The stories of the men who assisted at the crucifixion (not all of them were Romans or soldiers, so I can’t think of a succinct way to refer to them) are an interesting device. According to this novel’s accounting of events, all of these men underwent an almost immediate conversion at the time of the crucifixion and they were all baptized shortly after Pentecost, thereafter becoming companions to the apostles. It’s an interesting device that is reminiscent of Louis de Wohl’s The Spear, told from the point of view of the centurion Longinus. Their flashbacks allow us to experience the passion from a series of perspectives that I’d never really considered aside from reading The Spear. Iezzi gives us all of them: the scourger, the one who drove in the nails, the one who wrote the titulus and carried it through the streets. And all of them became followers of Christ. I found their accounts very moving, the memories of how Christ’s presence that day broke through the walls of their sin and indifference. They were all men who routinely hurt and abused and tortured others and seem so terribly far from being open to God’s mercy. And yet they all seek out the Twelve after Pentecost, longing to know more of Christ. Beautiful tales of God’s mercy.

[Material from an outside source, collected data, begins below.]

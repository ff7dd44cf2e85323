//! Typed views over unit and parameter nodes.
//!
//! A parameter's value is an expression tree of `Parameter*` nodes. The
//! tree is rebuilt here and rendered back to a formula such as
//! `(d0 * 2 mm)`, with literal values converted into their own unit.

use std::fmt;

use hashbrown::HashMap;
use smallvec::SmallVec;

use crate::model::{Node, NodeId, Value};
use crate::segment::Segment;

/// Expression trees are shallow; deeper nesting means a reference cycle.
const MAX_DEPTH: usize = 64;

/// A unit as seen by a parameter: fixed, or derived from other units.
#[derive(Debug, Clone, PartialEq)]
pub struct Unit {
    pub id: NodeId,
    pub symbol: String,
    pub offset: f64,
    /// Scale from this unit to the internal base unit.
    pub factor: f64,
    pub supported: bool,
}

impl Unit {
    fn from_node(segment: &Segment, node: &Node, depth: usize) -> Option<Self> {
        if depth > MAX_DEPTH {
            return None;
        }
        if let Some(symbol) = node.get("unit").and_then(Value::as_str) {
            return Some(Unit {
                id: node.id,
                symbol: symbol.to_string(),
                offset: node.f64("unit_offset").unwrap_or(0.0),
                factor: node.f64("unit_factor").unwrap_or(1.0),
                supported: node.get("unit_supported").and_then(Value::as_bool).unwrap_or(true),
            });
        }
        if !node.is_type("Unit") {
            return None;
        }

        let parts = |key: &str| -> Vec<Unit> {
            node.get(key)
                .and_then(Value::as_array)
                .unwrap_or_default()
                .iter()
                .filter_map(Value::target)
                .filter_map(|id| segment.node(id))
                .filter_map(|n| Unit::from_node(segment, n, depth + 1))
                .collect()
        };
        let numerators = parts("numerators");
        let denominators = parts("denominators");

        let mut symbol = numerators.iter().map(|u| u.symbol.as_str()).collect::<Vec<_>>().join("*");
        if symbol.is_empty() && !denominators.is_empty() {
            symbol.push('1');
        }
        for d in &denominators {
            symbol.push('/');
            symbol.push_str(&d.symbol);
        }
        let factor = numerators.iter().map(|u| u.factor).product::<f64>()
            / denominators.iter().map(|u| u.factor).product::<f64>();
        Some(Unit {
            id: node.id,
            symbol,
            offset: 0.0,
            factor,
            supported: numerators.iter().chain(&denominators).all(|u| u.supported),
        })
    }

    /// Internal value expressed in this unit.
    pub fn to_unit(&self, internal: f64) -> f64 {
        internal / self.factor - self.offset
    }
}

/// One node of a parameter expression.
#[derive(Debug, Clone, PartialEq)]
pub enum Expr {
    Value { value: f64, unit: String },
    Ref(String),
    Constant(String),
    Boolean(bool),
    Function { name: String, args: SmallVec<[Box<Expr>; 2]> },
    Negate(Box<Expr>),
    /// `x ^ unit`; rendered as its operand.
    PowerIdent(Box<Expr>),
    Operation { op: String, lhs: Box<Expr>, rhs: Box<Expr> },
    /// Reference to a node that is not part of an expression.
    Unknown(String),
    Missing,
}

impl Expr {
    fn build(segment: &Segment, node: Option<&Node>, depth: usize) -> Expr {
        let Some(node) = node else { return Expr::Missing };
        if depth > MAX_DEPTH {
            tracing::warn!(node = %node.id, "parameter expression too deep");
            return Expr::Missing;
        }
        let sub = |key: &str| Box::new(Expr::build(segment, segment.follow(node, key), depth + 1));
        let unit = || segment.follow(node, "ref_unit").and_then(|u| Unit::from_node(segment, u, 0));
        let name = || node.name.clone().unwrap_or_default();

        match node.type_name.as_deref() {
            Some("ParameterValue") => {
                let raw = node.f64("value").unwrap_or(0.0);
                match unit() {
                    Some(u) => Expr::Value { value: u.to_unit(raw), unit: u.symbol },
                    None => Expr::Value { value: raw, unit: String::new() },
                }
            }
            Some("ParameterRef") => match segment.follow(node, "ref_parameter") {
                Some(target) => Expr::Ref(target.name.clone().unwrap_or_else(|| target.label())),
                None => Expr::Missing,
            },
            Some("ParameterConstant") => Expr::Constant(name()),
            Some("ParameterBoolean") => Expr::Boolean(node.get("value").and_then(Value::as_bool).unwrap_or(false)),
            Some("ParameterFunction") => {
                let function = node.get("name").map(plain).unwrap_or_default();
                let args = node
                    .get("operands")
                    .and_then(Value::as_array)
                    .unwrap_or_default()
                    .iter()
                    .map(|op| Box::new(Expr::build(segment, op.target().and_then(|id| segment.node(id)), depth + 1)))
                    .collect();
                Expr::Function { name: function, args }
            }
            Some("ParameterUnaryMinus") => Expr::Negate(sub("ref_value")),
            Some("ParameterOperationPowerIdent") => Expr::PowerIdent(sub("ref_operand1")),
            Some(t) if t.starts_with("ParameterOperation") => {
                Expr::Operation { op: name(), lhs: sub("ref_operand1"), rhs: sub("ref_operand2") }
            }
            Some("Parameter") => Expr::Ref(name()),
            _ => Expr::Unknown(node.label()),
        }
    }
}

/// Enum fields hold the name when the code is known, else the number.
fn plain(v: &Value) -> String {
    v.as_str().map_or_else(|| v.to_string(), str::to_owned)
}

/// Shortest decimal form, with float noise from unit scaling removed.
fn number(v: f64) -> String {
    let r = (v * 1e9).round() / 1e9;
    if r == r.trunc() && r.abs() < 1e15 {
        format!("{}", r as i64)
    } else {
        format!("{r}")
    }
}

impl fmt::Display for Expr {
    fn fmt(&self, f: &mut fmt::Formatter<'_>) -> fmt::Result {
        match self {
            Expr::Value { value, unit } if unit.is_empty() => f.write_str(&number(*value)),
            Expr::Value { value, unit } => write!(f, "{} {unit}", number(*value)),
            Expr::Ref(name) | Expr::Constant(name) => f.write_str(name),
            Expr::Boolean(b) => f.write_str(if *b { "True" } else { "False" }),
            Expr::Function { name, args } => {
                write!(f, "{name}(")?;
                for (i, a) in args.iter().enumerate() {
                    if i > 0 {
                        f.write_str(", ")?;
                    }
                    write!(f, "{a}")?;
                }
                f.write_str(")")
            }
            Expr::Negate(x) => write!(f, "-{x}"),
            Expr::PowerIdent(x) => write!(f, "{x}"),
            Expr::Operation { op, lhs, rhs } => write!(f, "({lhs} {op} {rhs})"),
            Expr::Unknown(label) => write!(f, "<{label}>"),
            Expr::Missing => f.write_str("?"),
        }
    }
}

/// A model parameter.
#[derive(Debug, Clone, PartialEq)]
pub struct Parameter {
    pub id: NodeId,
    pub name: String,
    pub unit: Option<Unit>,
    /// Internal units.
    pub nominal: f64,
    pub model: f64,
    pub tolerance: String,
    pub expr: Expr,
}

impl Parameter {
    pub fn from_node(segment: &Segment, node: &Node) -> Self {
        Self {
            id: node.id,
            name: node.name.clone().unwrap_or_default(),
            unit: segment.follow(node, "ref_unit").and_then(|u| Unit::from_node(segment, u, 0)),
            nominal: node.f64("value_nominal").unwrap_or(0.0),
            model: node.f64("value_model").unwrap_or(0.0),
            tolerance: node.get("tolerance").map(plain).unwrap_or_default(),
            expr: Expr::build(segment, segment.follow(node, "ref_value"), 0),
        }
    }

    pub fn formula(&self) -> String { self.expr.to_string() }

    /// Nominal value in the parameter's own unit.
    pub fn nominal_in_unit(&self) -> f64 {
        self.unit.as_ref().map_or(self.nominal, |u| u.to_unit(self.nominal))
    }

    pub fn unit_symbol(&self) -> &str {
        self.unit.as_ref().map_or("", |u| u.symbol.as_str())
    }
}

/// Parameters and units of one segment.
#[derive(Debug, Clone, Default)]
pub struct ParameterSet {
    parameters: Vec<Parameter>,
    units: HashMap<NodeId, Unit>,
}

impl ParameterSet {
    pub fn from_segment(segment: &Segment) -> Self {
        let parameters = segment.nodes_of_type("Parameter").map(|n| Parameter::from_node(segment, n)).collect();
        let units = segment
            .nodes()
            .iter()
            .filter(|n| n.type_name.as_deref().is_some_and(|t| t.starts_with("Unit")))
            .filter_map(|n| Unit::from_node(segment, n, 0))
            .map(|u| (u.id, u))
            .collect();
        Self { parameters, units }
    }

    pub fn get(&self, name: &str) -> Option<&Parameter> {
        self.parameters.iter().find(|p| p.name == name)
    }

    pub fn iter(&self) -> impl Iterator<Item = &Parameter> { self.parameters.iter() }

    pub fn unit(&self, id: NodeId) -> Option<&Unit> { self.units.get(&id) }

    pub fn len(&self) -> usize { self.parameters.len() }

    pub fn is_empty(&self) -> bool { self.parameters.is_empty() }
}

#[cfg(test)]
mod tests {
    use super::*;
    use crate::model::{ByteRange, NodeRef, RefKind, TypeId};
    use crate::segment::{SegmentKind, SegmentStats};
    use pretty_assertions::assert_eq;

    fn child(index: u32) -> Value {
        let mut r = NodeRef::new(RefKind::Child, index, false);
        r.target = Some(NodeId(index));
        Value::Ref(r)
    }

    fn node(id: u32, type_name: &str) -> Node {
        Node::new(NodeId(id), TypeId(0), ByteRange { offset: 0, len: 0 }).with_type_name(type_name)
    }

    fn named(mut n: Node, name: &str) -> Node {
        n.name = Some(name.to_string());
        n
    }

    fn segment(nodes: Vec<Node>) -> Segment {
        Segment {
            name: "DC".into(),
            kind: SegmentKind::Dc,
            nodes,
            stats: SegmentStats::default(),
            defects: Vec::new(),
            data: Vec::new(),
        }
    }

    fn millimeter(id: u32) -> Node {
        node(id, "UnitMilliMeter")
            .with_attribute("unit", "mm")
            .with_attribute("unit_offset", 0.0)
            .with_attribute("unit_factor", 0.1)
    }

    /// d1 = d0 * 2 mm
    fn model() -> Segment {
        segment(vec![
            node(0, "Root"),
            named(node(1, "Parameter"), "d1")
                .with_attribute("ref_unit", child(5))
                .with_attribute("ref_value", child(2))
                .with_attribute("value_nominal", 1.0)
                .with_attribute("tolerance", "Nominal"),
            named(node(2, "ParameterOperationMul"), "*")
                .with_attribute("ref_operand1", child(3))
                .with_attribute("ref_operand2", child(4)),
            node(3, "ParameterRef").with_attribute("ref_parameter", child(6)),
            node(4, "ParameterValue").with_attribute("ref_unit", child(5)).with_attribute("value", 0.2),
            millimeter(5),
            named(node(6, "Parameter"), "d0").with_attribute("ref_unit", child(5)),
        ])
    }

    #[test]
    fn test_formula() {
        let set = ParameterSet::from_segment(&model());
        assert_eq!(set.len(), 2);
        let d1 = set.get("d1").unwrap();
        assert_eq!(d1.formula(), "(d0 * 2 mm)");
        assert_eq!(d1.unit_symbol(), "mm");
        assert_eq!(d1.nominal_in_unit(), 10.0);
        assert_eq!(d1.tolerance, "Nominal");
        assert_eq!(set.get("d0").unwrap().expr, Expr::Missing);
    }

    #[test]
    fn test_function_and_negation() {
        let seg = segment(vec![
            node(0, "Root"),
            named(node(1, "Parameter"), "a").with_attribute("ref_value", child(2)),
            node(2, "ParameterFunction")
                .with_attribute("name", "sqrt")
                .with_attribute("operands", Value::Array(vec![child(3)])),
            node(3, "ParameterUnaryMinus").with_attribute("ref_value", child(4)),
            named(node(4, "ParameterConstant"), "pi"),
        ]);
        assert_eq!(ParameterSet::from_segment(&seg).get("a").unwrap().formula(), "sqrt(-pi)");
    }

    #[test]
    fn test_derived_unit() {
        let seg = segment(vec![
            node(0, "Root"),
            millimeter(1),
            node(2, "UnitSecond").with_attribute("unit", "s").with_attribute("unit_factor", 1.0),
            node(3, "Unit")
                .with_attribute("numerators", Value::Array(vec![child(1)]))
                .with_attribute("denominators", Value::Array(vec![child(2), child(2)])),
        ]);
        let set = ParameterSet::from_segment(&seg);
        let u = set.unit(NodeId(3)).unwrap();
        assert_eq!(u.symbol, "mm/s/s");
        assert_eq!(u.factor, 0.1);
    }

    #[test]
    fn test_temperature_conversion() {
        let unit = Unit { id: NodeId(1), symbol: "°C".into(), offset: 273.15, factor: 1.0, supported: true };
        assert_eq!(number(unit.to_unit(293.15)), "20");
    }

    #[test]
    fn test_reference_cycle_terminates() {
        let seg = segment(vec![
            node(0, "Root"),
            named(node(1, "Parameter"), "loop").with_attribute("ref_value", child(2)),
            node(2, "ParameterUnaryMinus").with_attribute("ref_value", child(2)),
        ]);
        let formula = ParameterSet::from_segment(&seg).get("loop").unwrap().formula();
        assert!(formula.ends_with('?'));
    }
}
//! Field prefixes shared by whole families of records.
//!
//! | Shape | Fields |
//! |-------|--------|
//! | Header0 | `hdr` (u32 m, u16 x), block size |
//! | ContentHeader | Header0, label, flags, parent, index |
//! | Sketch2D/3D entity | ContentHeader, `s32_0`, sketch |
//! | Constraint 2D/3D | ContentHeader, group, weight maps, parameter |
//! | ChildHeader1 | Header0, `a0[2]`, `ref_1`, parent, `ref_2` |
//! | List2U32 | Header0, `u32_0`, `lst0`, `a0[7]` |

use super::{Item, NodeReader};
use crate::model::Value;
use crate::Result;

/// Content flag bit: the entity is shown.
pub const FLAG_VISIBLE: u32 = 0x0000_0400;
/// Content flag bit: its dimensions are shown.
pub const FLAG_DIMENSIONING_VISIBLE: u32 = 0x0080_0000;

/// The two marker words every record starts with.
#[derive(Debug, Clone, Copy, PartialEq, Eq)]
pub struct Header0 {
    pub m: u32,
    pub x: u16,
}

impl NodeReader<'_> {
    pub fn header0(&mut self) -> Result<Header0> {
        let m = self.take_u32()?;
        let x = self.take_u16()?;
        self.set("hdr", Value::Array(vec![m.into(), x.into()]));
        self.skip_block_size();
        Ok(Header0 { m, x })
    }

    pub fn content_header(&mut self) -> Result<()> {
        self.header0()?;
        self.child_ref("label")?;
        let flags = self.u32("flags")?;
        self.skip_block_size();
        self.parent_ref()?;
        self.u32("index")?;

        let node = &mut *self.node;
        node.visible = flags & FLAG_VISIBLE != 0;
        node.dimensioning_visible = flags & FLAG_DIMENSIONING_VISIBLE != 0;
        node.content_header = true;
        Ok(())
    }

    pub fn sketch2d_entity_header(&mut self, type_name: &str) -> Result<()> {
        self.set_type_name(type_name);
        self.content_header()?;
        self.skip_block_size();
        self.skip_block_size();
        self.skip_block_size();
        self.i32("s32_0")?;
        self.skip_block_size();
        self.cross_ref("ref_sketch")?;
        Ok(())
    }

    pub fn sketch3d_entity_header(&mut self, type_name: &str) -> Result<()> {
        self.set_type_name(type_name);
        self.content_header()?;
        self.skip_block_size();
        self.skip_block_size();
        self.skip_block_size();
        self.i32("s32_0")?;
        self.skip_block_size();
        self.u32("u32_0")?;
        self.cross_ref("ref_sketch")?;
        if self.version() > 2017 {
            self.skip(4);
        } else {
            self.skip_block_size();
        }
        Ok(())
    }

    pub fn constraint_header_2d(&mut self, type_name: &str) -> Result<()> {
        self.set_type_name(type_name);
        self.content_header()?;
        self.skip_block_size();
        self.i32("s32_0")?;
        self.skip_block_size();
        self.cross_ref("ref_group")?;
        if self.version() > 2012 {
            self.map6("lst0", Item::CrossRef, Item::F64)?;
            self.map6("lst1", Item::CrossRef, Item::U32)?;
        } else {
            self.set("lst0", Value::Map(Vec::new()));
            self.set("lst1", Value::Map(Vec::new()));
            self.skip_block_size();
            self.skip_block_size();
        }
        self.cross_ref("ref_parameter")?;
        Ok(())
    }

    pub fn constraint_header_3d(&mut self, type_name: &str) -> Result<()> {
        self.set_type_name(type_name);
        self.content_header()?;
        self.skip_block_size();
        self.i32("s32_0")?;
        self.skip_block_size();
        self.cross_ref("ref_group")?;
        self.skip_block_size();
        self.list2("lst0", Item::CrossRef)?;
        self.u8("u8_0")?;
        self.cross_ref("ref_1")?;
        if self.version() > 2012 {
            self.map6("lst1", Item::CrossRef, Item::U32)?;
            self.map6("lst2", Item::CrossRef, Item::F64)?;
        } else {
            self.set("lst1", Value::Map(Vec::new()));
            self.set("lst2", Value::Map(Vec::new()));
            self.skip_block_size();
        }
        Ok(())
    }

    pub fn child_header1(&mut self) -> Result<()> {
        self.header0()?;
        self.u32_array("a0", 2)?;
        self.skip_block_size();
        self.cross_ref("ref_1")?;
        self.parent_ref()?;
        self.child_ref("ref_2")?;
        Ok(())
    }

    pub fn list2_u32_header(&mut self) -> Result<()> {
        self.header0()?;
        self.u32("u32_0")?;
        self.skip_block_size();
        self.list2("lst0", Item::CrossRef)?;
        self.u32_array("a0", 7)?;
        self.skip_block_size();
        Ok(())
    }
}

#[cfg(test)]
mod tests {
    use crate::decoder::testing::{self, Bytes};
    use crate::decoder::{DecodeContext, Decoder, NodeReader};
    use crate::model::{ByteRange, Node, NodeId, TypeId, Value};
    use pretty_assertions::assert_eq;

    fn content_bytes(flags: u32, block_sizes: bool) -> Vec<u8> {
        let mut b = Vec::new();
        b.extend_from_slice(&2u32.to_le_bytes()); // hdr.m
        b.extend_from_slice(&0u16.to_le_bytes()); // hdr.x
        if block_sizes {
            b.extend_from_slice(&0u32.to_le_bytes());
        }
        b.extend_from_slice(&[4, 0, 0, 0]); // label -> 4
        b.extend_from_slice(&flags.to_le_bytes());
        if block_sizes {
            b.extend_from_slice(&0u32.to_le_bytes());
        }
        b.extend_from_slice(&[1, 0, 0, 0]); // parent -> 1
        b.extend_from_slice(&7u32.to_le_bytes());
        b
    }

    #[test]
    fn test_content_header_flags() {
        let data = content_bytes(0x0080_0400, true);
        let mut node = Node::new(NodeId(2), TypeId(1), ByteRange { offset: 0, len: data.len() });
        let mut ctx = DecodeContext::for_version(2015);
        let mut r = NodeReader::new(&data, &mut node, &mut ctx);
        r.content_header().unwrap();
        assert_eq!(r.remaining(), 0);
        assert!(node.visible);
        assert!(node.dimensioning_visible);
        assert!(node.content_header);
        assert_eq!(node.parent.map(|p| p.index), Some(1));
        assert_eq!(node.get("index"), Some(&Value::U32(7)));
        assert_eq!(node.children.len(), 1);
    }

    #[test]
    fn test_content_header_pre_2011_has_no_block_sizes() {
        let data = content_bytes(0, false);
        let mut node = Node::new(NodeId(2), TypeId(1), ByteRange { offset: 0, len: data.len() });
        let mut ctx = DecodeContext::for_version(2010);
        let mut r = NodeReader::new(&data, &mut node, &mut ctx);
        r.content_header().unwrap();
        assert_eq!(r.remaining(), 0);
        assert!(!node.visible);
    }

    #[test]
    fn test_constraint_2d_old_layout_has_empty_maps() {
        let mut data = content_bytes(0, false);
        data.extend_from_slice(&3i32.to_le_bytes()); // s32_0
        data.extend_from_slice(&[9, 0, 0, 0]); // group
        data.extend_from_slice(&[0, 0, 0, 0]); // parameter: null
        let mut node = Node::new(NodeId(2), TypeId(1), ByteRange { offset: 0, len: data.len() });
        let mut ctx = DecodeContext::for_version(2010);
        let mut r = NodeReader::new(&data, &mut node, &mut ctx);
        r.constraint_header_2d("Coincident2D").unwrap();
        assert_eq!(r.remaining(), 0);
        assert_eq!(node.get("lst0"), Some(&Value::Map(vec![])));
        assert_eq!(node.get("ref_parameter"), Some(&Value::Null));
        assert_eq!(node.type_name.as_deref(), Some("Coincident2D"));
    }

    fn ref_index(node: &Node, field: &str) -> Option<u32> {
        node.get(field).and_then(Value::as_node_ref).map(|r| r.index)
    }

    fn header_len(version: u32, header: Decoder) -> usize {
        testing::zero_record_len(1, version, header).unwrap()
    }

    #[test]
    fn test_header_lengths_per_release() {
        let sketch2d: Decoder = |r| r.sketch2d_entity_header("Point2D");
        let sketch3d: Decoder = |r| r.sketch3d_entity_header("Point3D");
        let constraint2d: Decoder = |r| r.constraint_header_2d("Fix2D");
        let constraint3d: Decoder = |r| r.constraint_header_3d("Fix3D");
        let child1: Decoder = |r| r.child_header1();
        let list2_u32: Decoder = |r| r.list2_u32_header();

        let cases: &[(Decoder, u32, usize)] = &[
            (sketch2d, 2010, 30),
            (sketch2d, 2019, 54),
            (sketch3d, 2010, 34),
            (sketch3d, 2017, 62),
            (sketch3d, 2018, 62),
            (constraint2d, 2010, 34),
            (constraint2d, 2012, 58),
            (constraint2d, 2013, 58),
            (constraint3d, 2010, 39),
            (constraint3d, 2012, 63),
            (constraint3d, 2013, 67),
            (child1, 2010, 26),
            (child1, 2019, 34),
            (list2_u32, 2010, 42),
            (list2_u32, 2019, 54),
        ];
        for (i, &(header, version, len)) in cases.iter().enumerate() {
            assert_eq!(header_len(version, header), len, "case {i} at {version}");
        }
    }

    fn sketch3d_bytes(version: u32) -> Vec<u8> {
        let b = Bytes::new(version).content(1).block().block().block().i32(3).block().u32(7).node_ref(2);
        // the word after the sketch stops being a block size in 2018
        let b = if version > 2017 { b.u32(0) } else { b.block() };
        b.data
    }

    #[test]
    fn test_sketch3d_entity_header_around_2018() {
        let header: Decoder = |r| r.sketch3d_entity_header("Line3D");
        for version in [2010, 2017, 2018] {
            let data = sketch3d_bytes(version);
            let (node, res, used) = testing::decode(1, version, &data, header);
            res.unwrap();
            assert_eq!(used, data.len(), "{version}");
            assert_eq!(node.get("s32_0"), Some(&Value::I32(3)));
            assert_eq!(node.get("u32_0"), Some(&Value::U32(7)));
            assert_eq!(ref_index(&node, "ref_sketch"), Some(2));
            assert_eq!(node.type_name.as_deref(), Some("Line3D"));
        }
    }

    fn constraint3d_bytes(version: u32) -> Vec<u8> {
        let b = Bytes::new(version)
            .content(1)
            .block()
            .i32(0)
            .block()
            .node_ref(4)
            .block()
            .ref_list(&[6, 7])
            .u8(1)
            .node_ref(0);
        let b = if version > 2012 {
            // one (entity, weight) pair, then an empty map
            b.u32(1).zeros(8).node_ref(6).u32(9).empty_list()
        } else {
            b.block()
        };
        b.data
    }

    #[test]
    fn test_constraint_header_3d_maps_from_2013() {
        let header: Decoder = |r| r.constraint_header_3d("Coincident3D");

        let data = constraint3d_bytes(2013);
        let (node, res, used) = testing::decode(1, 2013, &data, header);
        res.unwrap();
        assert_eq!(used, data.len());
        assert_eq!(ref_index(&node, "ref_group"), Some(4));
        assert_eq!(node.get("lst0").map(Value::len), Some(2));
        assert_eq!(node.get("lst1").map(Value::len), Some(1));
        assert_eq!(node.get("lst2"), Some(&Value::Map(vec![])));

        let data = constraint3d_bytes(2012);
        let (node, res, used) = testing::decode(1, 2012, &data, header);
        res.unwrap();
        assert_eq!(used, data.len());
        assert_eq!(node.get("lst1"), Some(&Value::Map(vec![])));
        assert_eq!(node.get("u8_0"), Some(&Value::U8(1)));
    }

    #[test]
    fn test_child_header1() {
        let header: Decoder = |r| r.child_header1();
        for version in [2010, 2019] {
            let b = Bytes::new(version).header0().u32(5).u32(6).block().node_ref(3).node_ref(1).node_ref(2);
            let (node, res, used) = testing::decode(1, version, &b.data, header);
            res.unwrap();
            assert_eq!(used, b.data.len(), "{version}");
            assert_eq!(node.get("a0"), Some(&Value::from(vec![5u32, 6])));
            assert_eq!(ref_index(&node, "ref_1"), Some(3));
            assert_eq!(node.parent.map(|p| p.index), Some(1));
            assert_eq!(node.children.iter().map(|c| c.index).collect::<Vec<_>>(), vec![2]);
        }
    }

    #[test]
    fn test_list2_u32_header() {
        let header: Decoder = |r| r.list2_u32_header();
        for version in [2010, 2019] {
            let b = Bytes::new(version).header0().u32(9).block().ref_list(&[4]).zeros(28).block();
            let (node, res, used) = testing::decode(1, version, &b.data, header);
            res.unwrap();
            assert_eq!(used, b.data.len(), "{version}");
            assert_eq!(node.get("u32_0"), Some(&Value::U32(9)));
            assert_eq!(node.get("lst0").map(Value::len), Some(1));
            assert_eq!(node.get("a0").map(Value::len), Some(7));
        }
    }
}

The whole structure feels contrived and forced at times, though it does allow the novel to have a broad range and does provide a sense of continuity. After all, any novel with twelve protagonists is probably going to feel unwieldy except in the hands of a master storyteller. Still, I’ll say this about the structure, after the first few chapters the reader knows what to expect and it doesn’t feel quite so disjointed.

Once I got past the choppy, frequent transitions, I found myself absorbed in the sweep of the story, the drama and danger and above all the deep faith. Iezzi isn’t as skillful a storyteller as the great Louis de Wohl, but he does spin a good yarn. And the upshot is I find myself being drawn to prayer and contemplation, thinking about the Gospels and the Epistles and above all about the lives of those great saints, the Apostles who can often flatten out in my mind to plaster reliefs. Iezzi succeeds in bringing them and their world to life. I’m no Biblical scholar and so can’t speak to the accuracy of his research. But it definitely lives and breathes.

The title refers to the novel’s imagery of the spirits of the apostles appearing to John as doves as each one goes to his final rest with the Master. (Reminds me of how St Benedict saw Scholastica’s soul like a dove.) I thought the device felt forced and overly sentimental and I wasn’t quite sure what the point was.

One other stylistic choice that I disliked strongly was how the text dealt with words imported from Latin or Greek or other languages. It italicized the Latin and then put the English translation immediately afterward but not set off by commas. e.g.: “Ignotus, a former Roman scriptor writer and companion of Nescius,” and “Linus and his mother, Clorisa, were in the platea main street in Volterra” and “The Pasch Passover was a holiday of promise.” It’s confusing because it makes the foreign word seem like an adjective modifying the English word instead of an appositive, a different way of saying the same thing. Even though I know Latin, I found myself wondering what a “scriptor writer” is. In short, the novel doesn’t follow convention and so is jarring every time it happens. I never found myself able to ignore it.

A funny anecdote. Recently we celebrated the feast of St Barnabas and in the morning I read the second reading from Acts 13 when Barnabas and Saul are sent by the Holy Spirit from Antioch through the prayers of Simeon who was called Niger, Lucius of Cyrene, and Manaen a member of the court of Herod the ruler, who laid hands on Saul and Barnabas and sent them on a mission. Well, that evening I picked up Doves of Galilee and wouldn’t you know it I read about that very incident. Now in a book that is 700 pages long, what are the odds, I’d be reading the proper passage to line up with the feast day?

On the whole I’m glad I read it. The stylistic quibbles I had were never enough to make me put the book down.